Credit:  By DAN CROWLEY, Staff Writer | www.gazettenet.co 27 July 2012 ~~

EASTHAMPTON – Holyoke city officials are taking exception to claims by Easthampton’s mayor that they failed to keep the neighboring city abreast of developments related to Holyoke Gas & Electric’s newly built communications tower and wind turbine plans on the Mount Tom ridge.

In a statement Thursday, Holyoke City Treasurer Jon Lumbra wrote that Tautznik’s assertion that Holyoke officials have “made a mess” of the mountain and failed to communicate about the municipally owned utility’s activities on the range were baseless.

“For Mayor Tautznik to suggest that we were less than forthcoming is simply not true,” Lumbra wrote. “There is not one iota of information about this project that has not received enormous public scrutiny.”

Lumbra said he was writing on behalf of Holyoke Mayor Alex Morse, who was out of town on city business.

But in a June 1 email reviewed by Gazette, there is evidence to suggest that Tautznik’s statements have merit. In that email from Holyoke Gas & Electric Manager James Lavelle to Tautznik, Lavelle apologized to the mayor for “not being more proactive with communications on the tower construction.”

“I know I indicated to you that we’d be willing to take input from you or your designee on any activity as it relates to the wind project development, but to date, even our own input seems to be ignored,” Lavelle wrote to the mayor in that email. “It seems that by the time we get through all of the permitting hurdles, there really is no room for discretionary input if we are going to meet the technical requirements for the project.”

The email to Tautznik came one day before the Gazette published a series of stories that detailed the company’s activities on the mountain range, which included construction of a 190-foot lattice tower that went up in May. The tower was built to have communications equipment attached and to collect wind data for Holyoke Gas & Electric’s plans to install five, nearly 500-foot wind turbines along the range. The Federal Aviation Administration rejected those plans, finding that the wind turbines would represent a hazard to the national airspace.

As for permitting for the tower, which the Holyoke City Council approved after rewriting the city’s zoning, that process “involved more public meetings, and more scrutiny than those of the other dozens of towers already existing on the site,” Lumbra wrote.

Earlier promise

Lavelle had met with Tautznik in 2009 to discuss HG&E’s plans and agreed to communicate with the mayor regarding the project.

“As the mayor said, the mountain defines the town” of Easthampton, Lavelle told the Gazette in the wake of that discussion.

For his part, Tautznik claims the city has not been kept up to date on the company’s plans since that time. Earlier this week, he said he had “lost all trust in Holyoke officials on this project.”

“They said they were going to keep us abreast of the project status and take input on it,” Tautznik said in an email Thursday to the Gazette. “I trusted them at their word.”

Tautznik declined to comment further, saying he didn’t want to argue over the matter with Holyoke officials in a newspaper.

In his statement Thursday, Lumbra said any activity that has been conducted on the mountain occurred only after rigorous review and approval by local and state authorities.

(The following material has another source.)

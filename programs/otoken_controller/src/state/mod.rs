pub mod settlement;

pub use settlement::*;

HG&E’s ownership of the site has led to the establishment of tighter controls and protection of resources on the site, which include rare plant and animal species. As part of its permitting, the utility had to relocate rare timber rattlesnakes to a Rhode Island zoo, where they will be bred and re-released for tracking along the mountain range.

“In fact, the state has determined that the construction of the tower has resulted in a net benefit from a resource management standpoint,” Lumbra wrote. “So the facts clearly contradict Mr. Tautznik’s claims.”

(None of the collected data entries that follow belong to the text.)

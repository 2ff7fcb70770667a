use anchor_lang::prelude::*;

use crate::errors::{ErrorCode, OpethResult};
use crate::validate;

/// Validates that an amount is greater than zero
pub fn validate_amount(amount: u64) -> OpethResult {
    validate!(amount > 0, ErrorCode::InvalidAmount)
}

/// Validates that a holder owns at least `required` wrapper units
pub fn validate_holder_balance(balance: u64, required: u64) -> OpethResult {
    validate!(
        balance >= required,
        ErrorCode::InsufficientBalance,
        "balance {} < redeem amount {}",
        balance,
        required
    )
}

Holyoke Gas & Electric, which acquired 270 acres along the range for $1.9 million in 2009, is now in talks with the state Department of Conservation and Recreation about a potential state purchase of the property, the majority of which was acquired for conservation.

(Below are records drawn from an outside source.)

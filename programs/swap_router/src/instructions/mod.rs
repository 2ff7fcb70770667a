pub mod add_liquidity;
pub mod initialize_pool;
pub mod liquidity;
pub mod remove_liquidity;
pub mod swap_sol_for_exact_tokens;

// Every module exports a `handler`; instructions call them by module path
#[allow(ambiguous_glob_reexports)]
pub use add_liquidity::*;
#[allow(ambiguous_glob_reexports)]
pub use initialize_pool::*;
#[allow(ambiguous_glob_reexports)]
pub use liquidity::*;
#[allow(ambiguous_glob_reexports)]
pub use remove_liquidity::*;
#[allow(ambiguous_glob_reexports)]
pub use swap_sol_for_exact_tokens::*;

pub const POOL_SEED: &[u8] = b"pool";
pub const SOL_VAULT_SEED: &[u8] = b"pool_sol_vault";
pub const TOKEN_VAULT_SEED: &[u8] = b"pool_token_vault";
use anchor_lang::prelude::*;
use anchor_lang::system_program;
use anchor_spl::token_interface::{self, Mint, TokenAccount, TokenInterface, TransferChecked};

use crate::errors::ErrorCode;
use crate::instructions::{POOL_SEED, SOL_VAULT_SEED};
use crate::math::get_amount_in;
use crate::state::Pool;

#[derive(Accounts)]
pub struct SwapSolForExactTokens<'info> {
    /// Pays lamports, receives tokens
    #[account(mut)]
    pub user: Signer<'info>,

    #[account(
        mut,
        has_one = token_mint,
        has_one = token_vault,
        has_one = sol_vault,
    )]
    pub pool: Account<'info, Pool>,

    pub token_mint: InterfaceAccount<'info, Mint>,

    #[account(mut)]
    pub token_vault: InterfaceAccount<'info, TokenAccount>,

    #[account(
        mut,
        seeds = [SOL_VAULT_SEED, pool.key().as_ref()],
        bump = pool.sol_vault_bump
    )]
    pub sol_vault: SystemAccount<'info>,

    #[account(
        mut,
        constraint = user_token_account.mint == token_mint.key()
    )]
    pub user_token_account: InterfaceAccount<'info, TokenAccount>,

    pub token_program: Interface<'info, TokenInterface>,
    pub system_program: Program<'info, System>,
}

pub fn handler(
    ctx: Context<SwapSolForExactTokens>,
    amount_out: u64,
    max_amount_in: u64,
) -> Result<()> {
    let pool = &ctx.accounts.pool;
    let amount_in = get_amount_in(amount_out, pool.sol_reserve, pool.token_reserve, pool.fee_bps)?;
    require!(amount_in <= max_amount_in, ErrorCode::SlippageExceeded);

    // 1. Lamports from user to SOL vault
    system_program::transfer(
        CpiContext::new(
            ctx.accounts.system_program.to_account_info(),
            system_program::Transfer {
                from: ctx.accounts.user.to_account_info(),
                to: ctx.accounts.sol_vault.to_account_info(),
            },
        ),
        amount_in,
    )?;

    // 2. Tokens from vault to user (pool PDA signs)
    let token_mint_key = pool.token_mint;
    let signer_seeds: &[&[&[u8]]] = &[&[POOL_SEED, token_mint_key.as_ref(), &[pool.bump]]];

    token_interface::transfer_checked(
        CpiContext::new_with_signer(
            ctx.accounts.token_program.to_account_info(),
            TransferChecked {
                from: ctx.accounts.token_vault.to_account_info(),
                mint: ctx.accounts.token_mint.to_account_info(),
                to: ctx.accounts.user_token_account.to_account_info(),
                authority: pool.to_account_info(),
            },
            signer_seeds,
        ),
        amount_out,
        ctx.accounts.token_mint.decimals,
    )?;

    let pool = &mut ctx.accounts.pool;
    pool.sol_reserve = pool
        .sol_reserve
        .checked_add(amount_in)
        .ok_or(ErrorCode::MathOverflow)?;
    pool.token_reserve = pool
        .token_reserve
        .checked_sub(amount_out)
        .ok_or(ErrorCode::MathOverflow)?;

    msg!(
        "Swapped {} lamports for {} tokens. Reserves: {} / {}",
        amount_in,
        amount_out,
        pool.sol_reserve,
        pool.token_reserve
    );

    Ok(())
}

In recent months, Lavelle has said HG&E has not given up on generating wind power on the mountain, though the company has not submitted a new configuration of wind turbines to the Federal Aviation Administration since the agency rejected its plans.

In his email to Tautznik, Lavelle expressed frustration with the process and wrote that “we have quite a bit of work to do before we have any sense if there will be any wind turbines on the mountain.”

Source:  By DAN CROWLEY, Staff Writer | www.gazettenet.co 27 July 2012

This article is the work of the source indicated. Any opinions expressed in it are not necessarily those of National Wind Watch.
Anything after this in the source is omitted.